Goal of the exercise :: All that should be output is the block of lines below from the line with "use fanload_harness::run::default_engine_threads;" to the line with "let raw: Vec<String> = os_args", both included, exactly as written.

**** Record extracts ****

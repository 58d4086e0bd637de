//! Shared engine state owned by the root connection.

use std::path::{Path, PathBuf};
use std::sync::atomic::{AtomicBool, AtomicUsize, Ordering};

use fanload_error::ConnectionError;

use crate::config::EngineConfig;

/// Read-mostly state every connection derived from one root shares.
///
/// Lives inside the root for the whole run; workers hold a borrowed
/// [`ConnectionSlot`] into it. The two atomics are the only mutable parts.
#[derive(Debug)]
pub(crate) struct EngineCore {
    path: PathBuf,
    config: EngineConfig,
    open: AtomicUsize,
    sealed: AtomicBool,
}

impl EngineCore {
    /// The root itself occupies the first slot.
    pub(crate) fn new(path: PathBuf, config: EngineConfig) -> Self {
        Self {
            path,
            config,
            open: AtomicUsize::new(1),
            sealed: AtomicBool::new(false),
        }
    }

    pub(crate) fn path(&self) -> &Path {
        &self.path
    }

    pub(crate) fn config(&self) -> &EngineConfig {
        &self.config
    }

    pub(crate) fn open_connections(&self) -> usize {
        self.open.load(Ordering::Acquire)
    }

    pub(crate) fn seal(&self) -> bool {
        !self.sealed.swap(true, Ordering::AcqRel)
    }

    pub(crate) fn is_sealed(&self) -> bool {
        self.sealed.load(Ordering::Acquire)
    }

    /// Reserve room for one more connection.
    pub(crate) fn acquire_slot(&self) -> Result<ConnectionSlot<'_>, ConnectionError> {
        if self.is_sealed() {
            return Err(ConnectionError::RootClosed);
        }
        let limit = self.config.max_connections;
        self.open
            .fetch_update(Ordering::AcqRel, Ordering::Acquire, |open| {
                (open < limit).then_some(open + 1)
            })
            .map_err(|_| ConnectionError::LimitExceeded { limit })?;
        Ok(ConnectionSlot { core: self })
    }
}

/// One reserved connection; released when dropped.
#[derive(Debug)]
pub(crate) struct ConnectionSlot<'r> {
    core: &'r EngineCore,
}

impl ConnectionSlot<'_> {
    pub(crate) fn core(&self) -> &EngineCore {
        self.core
    }
}

impl Drop for ConnectionSlot<'_> {
    fn drop(&mut self) {
        self.core.open.fetch_sub(1, Ordering::AcqRel);
    }
}
//! fanload: concurrent batch-ingestion load against an embedded database.
//!
//! Fans a fixed number of batch-insert tasks out over a small worker pool,
//! each on its own duplicated connection, then verifies the final row count
//! and key range through the root connection.

use std::ffi::OsString;
use std::io::{self, Write};
use std::path::PathBuf;
use std::thread;
use std::time::Duration;

use fanload_engine::EngineConfig;
use fanload_error::HarnessError;
use fanload_harness::run::default_engine_threads;
use fanload_harness::{RunConfig, RunContext, RunReport};
use tracing_subscriber::EnvFilter;

fn main() {
    let exit_code = run_cli(std::env::args_os());
    if exit_code != 0 {
        std::process::exit(exit_code);
    }
}

/// A fully parsed command line.
#[derive(Debug)]
enum Command {
    Help,
    Run(CliOptions),
}

#[derive(Debug)]
struct CliOptions {
    config: RunConfig,
    json: bool,
    verbose: bool,
}

fn run_cli<I>(os_args: I) -> i32
where
    I: IntoIterator<Item = OsString>,
{
    let raw: Vec<String> = os_args
        .into_iter()
        .map(|a| a.to_string_lossy().into_owned())
        .collect();
    let tail = if raw.len() > 1 { &raw[1..] } else { &[] };

    match parse_args(tail) {
        Ok(Command::Help) => {
            print_help();
            0
        }
        Ok(Command::Run(options)) => cmd_run(options),
        Err(message) => {
            eprintln!("error: {message}");
            eprintln!("run `fanload --help` for usage");
            2
        }
    }
}

// ── Argument parsing ───────────────────────────────────────────────────

fn parse_args(argv: &[String]) -> Result<Command, String> {
    let mut config = RunConfig::default();
    let mut json = false;
    let mut verbose = false;

    let mut i = 0;
    while i < argv.len() {
        let flag = argv[i].as_str();
        match flag {
            "-h" | "--help" => return Ok(Command::Help),
            "--connection-threads" => {
                config.connection_threads = positive(flag, value(argv, &mut i, flag)?)?;
            }
            "--db-threads" => {
                let threads: u32 = positive(flag, value(argv, &mut i, flag)?)?;
                config.engine.threads = Some(threads);
            }
            "--batches" => config.num_batches = positive(flag, value(argv, &mut i, flag)?)?,
            "--batch-size" => config.batch_size = positive(flag, value(argv, &mut i, flag)?)?,
            "--max-connections" => {
                config.engine.max_connections = positive(flag, value(argv, &mut i, flag)?)?;
            }
            "--deadline-secs" => {
                let secs: u64 = positive(flag, value(argv, &mut i, flag)?)?;
                config.deadline = Some(Duration::from_secs(secs));
            }
            "--progress-interval" => {
                let raw = value(argv, &mut i, flag)?;
                config.progress_interval = raw
                    .parse::<i64>()
                    .ok()
                    .filter(|n| *n >= 0)
                    .ok_or_else(|| format!("invalid non-negative integer for {flag}: `{raw}`"))?;
            }
            "--db" => config.db_path = PathBuf::from(value(argv, &mut i, flag)?),
            "--table" => config.table = value(argv, &mut i, flag)?.to_owned(),
            "--option" => {
                let raw = value(argv, &mut i, flag)?;
                let (key, val) = raw
                    .split_once('=')
                    .ok_or_else(|| format!("{flag} expects KEY=VALUE, got `{raw}`"))?;
                config.engine = apply_engine_option(config.engine, key, val)?;
            }
            "--keep-existing" => config.fresh_database = false,
            "--json" => json = true,
            "-v" | "--verbose" => verbose = true,
            other => return Err(format!("unknown option `{other}`")),
        }
        i += 1;
    }

    Ok(Command::Run(CliOptions {
        config,
        json,
        verbose,
    }))
}

/// Advance past `flag` and return its argument.
fn value<'a>(argv: &'a [String], i: &mut usize, flag: &str) -> Result<&'a str, String> {
    *i += 1;
    argv.get(*i)
        .map(String::as_str)
        .ok_or_else(|| format!("{flag} requires an argument"))
}

fn positive<T>(flag: &str, raw: &str) -> Result<T, String>
where
    T: std::str::FromStr + PartialOrd + Default,
{
    raw.parse::<T>()
        .ok()
        .filter(|n| *n > T::default())
        .ok_or_else(|| format!("invalid positive integer for {flag}: `{raw}`"))
}

fn apply_engine_option(engine: EngineConfig, key: &str, val: &str) -> Result<EngineConfig, String> {
    engine.with_option(key, val).map_err(|e| e.to_string())
}

// ── Run ────────────────────────────────────────────────────────────────

fn cmd_run(options: CliOptions) -> i32 {
    init_tracing(options.verbose);
    let CliOptions { config, json, .. } = options;

    if !json {
        print_banner(&config);
    }
    tracing::debug!(?config, "resolved run configuration");

    let context = match RunContext::new(config) {
        Ok(context) => context,
        Err(e) => {
            eprintln!("error: {e}");
            return 2;
        }
    };
    let report = match context.run() {
        Ok(report) => report,
        Err(e) => {
            eprintln!("error: run aborted: {e}");
            return 1;
        }
    };

    if json {
        match serde_json::to_string_pretty(&report) {
            Ok(text) => println!("{text}"),
            Err(e) => {
                eprintln!("error: failed to serialize report: {e}");
                return 1;
            }
        }
    } else {
        print_summary(&report);
    }

    match report.into_result() {
        Ok(_) => 0,
        Err(e @ HarnessError::TasksFailed { .. }) => {
            eprintln!("error: {e}; failed tasks: {:?}", e.failed_tasks());
            1
        }
        Err(e) => {
            eprintln!("error: {e}");
            1
        }
    }
}

fn init_tracing(verbose: bool) {
    let default_level = if verbose { "debug" } else { "info" };
    // A subscriber may already be installed when driven from tests.
    let _ = tracing_subscriber::fmt()
        .with_env_filter(
            EnvFilter::try_from_default_env().unwrap_or_else(|_| default_level.into()),
        )
        .with_writer(io::stderr)
        .try_init();
}

fn print_banner(config: &RunConfig) {
    let cores = thread::available_parallelism().map_or(1, std::num::NonZeroUsize::get);
    let engine_threads = config.engine.threads.unwrap_or_else(default_engine_threads);
    println!("CPU cores: {cores}");
    println!("Connection threads: {}", config.connection_threads);
    println!("DB worker threads: {engine_threads}");
    println!("Batches count: {}", config.num_batches);
    println!("Batch size: {}", config.batch_size);
}

fn print_summary(report: &RunReport) {
    for failure in report.failures() {
        eprintln!("  {failure}");
    }
    if report.deadline_exceeded {
        eprintln!("run deadline elapsed; tasks not yet started were refused");
    }
    println!("Records inserted: {}", report.rows_visible());
}

fn print_help() {
    let text = "\
fanload: concurrent batch-ingestion load against an embedded database

USAGE:
    fanload [OPTIONS]

OPTIONS:
    --connection-threads <N>  Worker pool size (default: 2)
    --db-threads <N>          Engine-internal threads (default: half the CPU cores)
    --batches <N>             Number of batches, one task each (default: 256)
    --batch-size <N>          Rows per batch (default: 1024)
    --db <PATH>               Database file (default: test.db)
    --table <NAME>            Target table (default: tab1)
    --max-connections <N>     Engine connection limit, root included (default: 64)
    --deadline-secs <N>       Stop handing out connections after N seconds
    --progress-interval <N>   Log every N-th key; 0 disables (default: 10000)
    --option <KEY=VALUE>      Engine option: threads, busy_timeout_ms,
                              max_connections, journal_mode, synchronous
    --keep-existing           Reuse an existing database file
    --json                    Print the run report as JSON
    -v, --verbose             Debug logging (RUST_LOG overrides)
    -h, --help                Show this help message

EXIT STATUS:
    0  every batch committed and the table verified
    1  a task failed, verification mismatched, or the run aborted
    2  invalid arguments
";
    let _ = io::stdout().write_all(text.as_bytes());
}

// ── Tests ───────────────────────────────────────────────────────────────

****

Exercise solution ::
use fanload_harness::run::default_engine_threads;
use fanload_harness::{RunConfig, RunContext, RunReport};
use tracing_subscriber::EnvFilter;

fn main() {
    let exit_code = run_cli(std::env::args_os());
    if exit_code != 0 {
        std::process::exit(exit_code);
    }
}

/// A fully parsed command line.
#[derive(Debug)]
enum Command {
    Help,
    Run(CliOptions),
}

#[derive(Debug)]
struct CliOptions {
    config: RunConfig,
    json: bool,
    verbose: bool,
}

fn run_cli<I>(os_args: I) -> i32
where
    I: IntoIterator<Item = OsString>,
{
    let raw: Vec<String> = os_args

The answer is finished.